THE INPUT –
▼▼▼
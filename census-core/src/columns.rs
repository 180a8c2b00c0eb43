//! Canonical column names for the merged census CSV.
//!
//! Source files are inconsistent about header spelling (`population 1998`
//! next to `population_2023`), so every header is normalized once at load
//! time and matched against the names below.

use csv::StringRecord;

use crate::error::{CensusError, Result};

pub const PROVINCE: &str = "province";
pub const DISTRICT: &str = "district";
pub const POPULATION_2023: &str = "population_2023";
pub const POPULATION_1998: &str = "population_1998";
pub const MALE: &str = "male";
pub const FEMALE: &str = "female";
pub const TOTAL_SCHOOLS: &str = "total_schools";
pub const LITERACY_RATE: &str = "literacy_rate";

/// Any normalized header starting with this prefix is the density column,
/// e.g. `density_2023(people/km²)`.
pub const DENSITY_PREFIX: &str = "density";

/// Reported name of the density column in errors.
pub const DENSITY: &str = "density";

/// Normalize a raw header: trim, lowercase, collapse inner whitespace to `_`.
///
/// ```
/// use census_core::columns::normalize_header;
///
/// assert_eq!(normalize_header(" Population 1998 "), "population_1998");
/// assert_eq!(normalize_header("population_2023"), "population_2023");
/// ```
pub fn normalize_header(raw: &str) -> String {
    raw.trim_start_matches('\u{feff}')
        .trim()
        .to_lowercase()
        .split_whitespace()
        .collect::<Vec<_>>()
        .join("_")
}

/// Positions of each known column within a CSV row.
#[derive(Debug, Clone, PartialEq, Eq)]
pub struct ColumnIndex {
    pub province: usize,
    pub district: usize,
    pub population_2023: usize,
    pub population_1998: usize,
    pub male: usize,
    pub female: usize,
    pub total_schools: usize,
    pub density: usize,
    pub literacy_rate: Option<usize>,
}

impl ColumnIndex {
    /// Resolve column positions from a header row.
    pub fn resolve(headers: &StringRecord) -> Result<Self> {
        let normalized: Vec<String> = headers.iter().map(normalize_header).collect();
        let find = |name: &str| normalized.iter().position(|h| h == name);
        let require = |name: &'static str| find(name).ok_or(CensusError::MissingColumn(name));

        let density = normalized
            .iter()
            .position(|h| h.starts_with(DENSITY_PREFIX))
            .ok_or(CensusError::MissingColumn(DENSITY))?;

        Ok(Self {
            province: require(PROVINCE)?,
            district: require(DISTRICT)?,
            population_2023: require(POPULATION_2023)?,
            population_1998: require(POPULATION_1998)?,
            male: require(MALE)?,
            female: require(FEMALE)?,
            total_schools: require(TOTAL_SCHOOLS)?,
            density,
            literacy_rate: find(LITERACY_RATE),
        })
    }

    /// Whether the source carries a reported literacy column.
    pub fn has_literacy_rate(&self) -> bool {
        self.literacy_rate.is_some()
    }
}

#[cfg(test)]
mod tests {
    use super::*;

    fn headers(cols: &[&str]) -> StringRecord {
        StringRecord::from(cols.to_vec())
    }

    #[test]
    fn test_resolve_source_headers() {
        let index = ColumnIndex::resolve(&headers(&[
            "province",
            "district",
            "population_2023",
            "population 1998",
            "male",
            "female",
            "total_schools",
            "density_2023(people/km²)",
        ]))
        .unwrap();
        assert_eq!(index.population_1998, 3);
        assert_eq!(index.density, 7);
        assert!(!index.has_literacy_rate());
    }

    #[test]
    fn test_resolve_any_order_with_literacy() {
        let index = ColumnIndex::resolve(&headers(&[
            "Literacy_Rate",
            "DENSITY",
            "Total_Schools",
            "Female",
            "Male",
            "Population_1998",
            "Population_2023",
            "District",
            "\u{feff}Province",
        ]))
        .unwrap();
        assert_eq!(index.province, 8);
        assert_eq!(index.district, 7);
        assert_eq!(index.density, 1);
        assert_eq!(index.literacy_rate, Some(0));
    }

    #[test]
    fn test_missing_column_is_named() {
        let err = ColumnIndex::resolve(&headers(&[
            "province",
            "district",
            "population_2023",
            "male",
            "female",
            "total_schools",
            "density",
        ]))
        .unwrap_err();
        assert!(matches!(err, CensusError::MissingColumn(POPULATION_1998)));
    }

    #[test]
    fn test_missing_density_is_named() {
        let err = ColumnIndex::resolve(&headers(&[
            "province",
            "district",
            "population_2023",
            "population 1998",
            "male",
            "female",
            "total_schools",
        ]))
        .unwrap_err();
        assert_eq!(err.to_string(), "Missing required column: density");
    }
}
▲▲▲
WORK REQUIRED – Copy out all lines of the material above in which "const" occurs.

SOLUTION –
pub const PROVINCE: &str = "province";
pub const DISTRICT: &str = "district";
pub const POPULATION_2023: &str = "population_2023";
pub const POPULATION_1998: &str = "population_1998";
pub const MALE: &str = "male";
pub const FEMALE: &str = "female";
pub const TOTAL_SCHOOLS: &str = "total_schools";
pub const LITERACY_RATE: &str = "literacy_rate";
pub const DENSITY_PREFIX: &str = "density";
pub const DENSITY: &str = "density";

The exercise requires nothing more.